Miguel de Cervantes, manco y no de lepanto
El escritor no llegó a poner pie en la ciudad donde ocurrió la batalla; sin embargo, todos recuerdan que el autor de Don Quijote participó ahí
NAUPACTO, Grecia.
Miguel de Cervantes hasta la fecha de su fallecimiento, hace 400 años, llevó consigo la prueba física de haber participado como soldado en una de las batallas clave de su tiempo, la de Lepanto, que él mismo evocaría como un acontecimiento capital en su vida.
Aunque las secuelas de su brazo izquierdo lo tenía inutilizado, luego de que la metralla le alcanzara un nervio, esto no impidió luchar en otras batallas posteriores, su nombre y el de la batalla naval quedaron ligados para siempre.
Cervantes, nunca llegó a poner pie en la propia ciudad de Lepanto, aunque una estatua de bronce de Jaime Mir le inmortalice señalando al cielo en el puerto de Naupacto.
Este es el nombre contemporáneo de la ciudad, situada en el estrecho que separa los golfos de Patras y Corinto y que vio al ejército cristiano, bendecido por el papado y del que formó parte, vencer al Imperio Otomano en ese enfrentamiento crucial para Europa.

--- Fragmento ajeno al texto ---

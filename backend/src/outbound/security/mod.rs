//! Password hashing and bearer token adapters.

mod argon2_hasher;
mod hs256_token_codec;

pub use argon2_hasher::Argon2PasswordHasher;
pub use hs256_token_codec::{DEFAULT_TOKEN_TTL, Hs256TokenCodec, MIN_SECRET_LEN};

“Cervantes... permanecerá en nuestra ciudad para siempre. De ello se encargaron los cervantinos que erigieron, hace 20 años, su estatua en nuestra ciudad y con ello ya es parte de nuestra historia local”, explicó el vicealcalde de Naupacto, Yanis Raptis.
Célebre inventor de la novela, además de poeta y dramaturgo español nacido en Alcalá de Henares, Cervantes tiene además el encargo de narrar para los visitantes de Lepanto los acontecimientos del 7 de octubre de 1571, cuando, a pocas millas náuticas de la ciudad, midieron fuerzas la armada del Imperio otomano contra la de una coalición católica, llamada Liga Santa.
La voz del escritor toma forma en una enorme marioneta de su alargada figura, que 445 años después, camina desde el emplazamiento de su actual estatua hacia la entrada del puerto medieval para relatar a la multitud qué pasó exactamente el día de la batalla y qué fue lo que la desencadenó.
El escritor fue invitado de excepción con motivo del 400 aniversario de su muerte en la conmemoración de la batalla que la propia ciudad llevó a cabo este año con una mezcla de luces, figuras gigantes y música.
Producto de eso se funda la Liga Santa, compuesta por el Reino de España, los Estados Pontificios, la República de Venecia, la Orden de Malta, la República de Génova y el Ducado de Saboya que, bajo el liderazgo de Juan de Austria, comienza los preparativos para aunar una armada cristiana que haga frente al poderío del sultán.
Aunque cuatrocientos años han sustituido a las bombas y los cañonazos por fuegos artificiales cuidadosamente preparados, esto no resta a Cervantes ni un ápice de pasión en su relato, especialmente cuando habla de los caídos... de ambos bandos.
Las festividades anuales de la batalla de Lepanto, inauguradas hace treinta años, reúnen cada año a representantes de las ciudades que estuvieron involucradas en ella, aunque hasta ahora sólo a los vencedores.
El vicealcalde de Naupacto recalca que el debate sobre esta batalla y su importancia histórica incluirá a todos los que participaron, vencedores y vencidos.
La derrota de los otomanos tuvo entonces una importancia comparable a la del primer asedio fallido de Viena en 1529.
Cervantes añadió a la épica de participar en la batalla, hacerlo a pesar de la recomendación de su capitán de no hacerlo, pues estaba enfermo, algo que pudo influir en la herida que le dio el sobrenombre “manco de Lepanto”.
Pocos saben nombres de los líderes cristianos, y numerosos los que conocen a los jefes de la armada otomana, pero todos recuerdan que en la batalla de Lepanto participó el autor de El Quijote de la Mancha, una de las obras más leídas del mundo.